### TASK DIRECTIONS
After locating "than live data." in the listing below, copy that line and each one after it exactly, ending with the line that has "this object version.".
----
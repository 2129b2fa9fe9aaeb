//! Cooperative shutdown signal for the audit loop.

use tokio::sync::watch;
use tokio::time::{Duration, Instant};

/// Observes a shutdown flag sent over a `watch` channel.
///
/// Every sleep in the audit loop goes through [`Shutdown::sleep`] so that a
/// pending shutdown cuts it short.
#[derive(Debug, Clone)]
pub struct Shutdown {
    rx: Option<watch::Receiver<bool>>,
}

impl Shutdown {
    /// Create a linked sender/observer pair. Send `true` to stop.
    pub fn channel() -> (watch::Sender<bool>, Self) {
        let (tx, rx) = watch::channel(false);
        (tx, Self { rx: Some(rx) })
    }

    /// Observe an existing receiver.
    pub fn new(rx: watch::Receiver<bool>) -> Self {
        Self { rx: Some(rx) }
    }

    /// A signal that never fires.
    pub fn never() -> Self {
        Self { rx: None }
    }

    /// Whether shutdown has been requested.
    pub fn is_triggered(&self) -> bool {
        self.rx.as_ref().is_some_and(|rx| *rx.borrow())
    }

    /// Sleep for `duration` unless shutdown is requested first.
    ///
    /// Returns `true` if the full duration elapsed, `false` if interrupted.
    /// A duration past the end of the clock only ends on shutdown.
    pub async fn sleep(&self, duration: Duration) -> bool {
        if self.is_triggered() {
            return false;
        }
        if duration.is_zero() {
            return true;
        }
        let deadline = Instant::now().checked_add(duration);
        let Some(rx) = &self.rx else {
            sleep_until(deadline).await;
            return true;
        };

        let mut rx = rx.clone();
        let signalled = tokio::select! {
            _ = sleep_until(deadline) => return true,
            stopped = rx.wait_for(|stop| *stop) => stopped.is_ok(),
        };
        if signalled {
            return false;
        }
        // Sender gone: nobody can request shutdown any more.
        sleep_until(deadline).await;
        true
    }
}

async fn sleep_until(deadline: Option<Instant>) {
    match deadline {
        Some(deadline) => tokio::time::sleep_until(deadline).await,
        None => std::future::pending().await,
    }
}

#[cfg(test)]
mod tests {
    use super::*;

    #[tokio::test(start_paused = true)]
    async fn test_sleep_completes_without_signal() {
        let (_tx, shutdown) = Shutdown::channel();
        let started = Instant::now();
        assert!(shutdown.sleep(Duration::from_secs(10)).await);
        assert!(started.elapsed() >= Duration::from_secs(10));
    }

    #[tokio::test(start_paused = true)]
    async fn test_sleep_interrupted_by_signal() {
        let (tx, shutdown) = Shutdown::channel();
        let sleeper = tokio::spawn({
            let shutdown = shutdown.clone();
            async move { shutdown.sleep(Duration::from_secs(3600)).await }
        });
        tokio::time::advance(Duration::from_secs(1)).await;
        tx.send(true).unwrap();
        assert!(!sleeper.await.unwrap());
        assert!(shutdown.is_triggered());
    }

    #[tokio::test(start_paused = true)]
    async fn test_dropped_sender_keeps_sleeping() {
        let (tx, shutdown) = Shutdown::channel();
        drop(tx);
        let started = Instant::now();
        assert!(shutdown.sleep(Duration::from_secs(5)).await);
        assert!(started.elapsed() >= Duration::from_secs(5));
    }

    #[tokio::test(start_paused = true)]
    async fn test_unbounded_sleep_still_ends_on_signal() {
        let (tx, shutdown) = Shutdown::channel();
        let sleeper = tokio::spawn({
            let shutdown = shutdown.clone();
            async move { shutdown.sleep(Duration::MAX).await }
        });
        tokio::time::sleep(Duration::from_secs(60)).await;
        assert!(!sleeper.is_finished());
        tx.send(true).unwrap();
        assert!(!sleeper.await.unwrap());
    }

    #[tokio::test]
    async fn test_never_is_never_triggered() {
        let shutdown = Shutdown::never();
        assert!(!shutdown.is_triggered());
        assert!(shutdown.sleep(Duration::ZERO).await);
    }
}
----
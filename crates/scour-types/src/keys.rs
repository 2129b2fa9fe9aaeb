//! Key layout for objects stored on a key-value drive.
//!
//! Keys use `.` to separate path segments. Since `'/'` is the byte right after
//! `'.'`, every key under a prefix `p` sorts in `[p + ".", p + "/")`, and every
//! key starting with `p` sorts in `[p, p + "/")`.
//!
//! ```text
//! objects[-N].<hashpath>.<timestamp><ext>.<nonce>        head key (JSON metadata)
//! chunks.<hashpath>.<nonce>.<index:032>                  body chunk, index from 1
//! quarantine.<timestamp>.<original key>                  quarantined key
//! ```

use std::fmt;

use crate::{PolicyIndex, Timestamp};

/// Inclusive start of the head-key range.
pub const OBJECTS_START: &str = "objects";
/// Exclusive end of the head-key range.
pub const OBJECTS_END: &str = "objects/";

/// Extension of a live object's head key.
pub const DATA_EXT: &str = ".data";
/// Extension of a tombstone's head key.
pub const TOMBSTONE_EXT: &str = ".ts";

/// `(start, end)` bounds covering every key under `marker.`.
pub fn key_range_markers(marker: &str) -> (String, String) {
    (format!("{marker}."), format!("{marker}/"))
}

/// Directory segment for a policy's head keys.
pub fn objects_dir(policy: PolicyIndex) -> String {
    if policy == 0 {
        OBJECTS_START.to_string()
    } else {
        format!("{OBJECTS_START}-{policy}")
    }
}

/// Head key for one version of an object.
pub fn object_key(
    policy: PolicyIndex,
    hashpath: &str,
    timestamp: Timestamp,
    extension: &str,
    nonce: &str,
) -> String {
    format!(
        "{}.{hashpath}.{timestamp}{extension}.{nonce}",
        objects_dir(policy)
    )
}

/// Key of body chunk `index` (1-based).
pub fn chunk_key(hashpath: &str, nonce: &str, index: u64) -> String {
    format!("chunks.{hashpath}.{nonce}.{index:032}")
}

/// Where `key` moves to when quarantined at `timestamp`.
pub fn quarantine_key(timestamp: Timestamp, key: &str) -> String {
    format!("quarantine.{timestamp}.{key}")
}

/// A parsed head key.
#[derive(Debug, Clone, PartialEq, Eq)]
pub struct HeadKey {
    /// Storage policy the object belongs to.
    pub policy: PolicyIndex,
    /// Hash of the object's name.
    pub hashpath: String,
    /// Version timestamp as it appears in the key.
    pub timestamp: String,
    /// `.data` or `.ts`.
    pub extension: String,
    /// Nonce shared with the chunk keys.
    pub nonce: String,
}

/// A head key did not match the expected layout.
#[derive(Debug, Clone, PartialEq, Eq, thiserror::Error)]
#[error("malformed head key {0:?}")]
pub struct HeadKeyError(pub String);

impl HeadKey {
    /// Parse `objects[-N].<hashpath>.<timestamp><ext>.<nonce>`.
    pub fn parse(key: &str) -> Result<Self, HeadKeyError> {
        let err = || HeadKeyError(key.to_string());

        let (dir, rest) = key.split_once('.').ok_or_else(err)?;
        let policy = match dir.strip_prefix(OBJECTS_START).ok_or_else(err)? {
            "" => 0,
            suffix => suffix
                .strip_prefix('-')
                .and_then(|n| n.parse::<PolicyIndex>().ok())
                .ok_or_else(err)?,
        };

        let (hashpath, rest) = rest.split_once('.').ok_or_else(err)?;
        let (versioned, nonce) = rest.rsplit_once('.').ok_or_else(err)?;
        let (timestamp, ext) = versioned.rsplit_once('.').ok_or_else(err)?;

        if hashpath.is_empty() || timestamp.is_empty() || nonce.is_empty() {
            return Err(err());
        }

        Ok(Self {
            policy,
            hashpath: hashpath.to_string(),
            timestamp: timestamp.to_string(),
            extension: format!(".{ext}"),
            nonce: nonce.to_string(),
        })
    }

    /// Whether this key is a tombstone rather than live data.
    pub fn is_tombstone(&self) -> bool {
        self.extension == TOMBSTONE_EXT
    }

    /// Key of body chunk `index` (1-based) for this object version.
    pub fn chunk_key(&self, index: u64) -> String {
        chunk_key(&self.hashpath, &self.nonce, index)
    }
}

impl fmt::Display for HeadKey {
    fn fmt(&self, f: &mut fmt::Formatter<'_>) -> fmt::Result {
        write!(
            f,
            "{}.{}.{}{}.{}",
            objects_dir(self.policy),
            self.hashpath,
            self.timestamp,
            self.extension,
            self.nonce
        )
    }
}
----
### RESULT
    /// Whether this key is a tombstone rather than live data.
    pub fn is_tombstone(&self) -> bool {
        self.extension == TOMBSTONE_EXT
    }

    /// Key of body chunk `index` (1-based) for this object version.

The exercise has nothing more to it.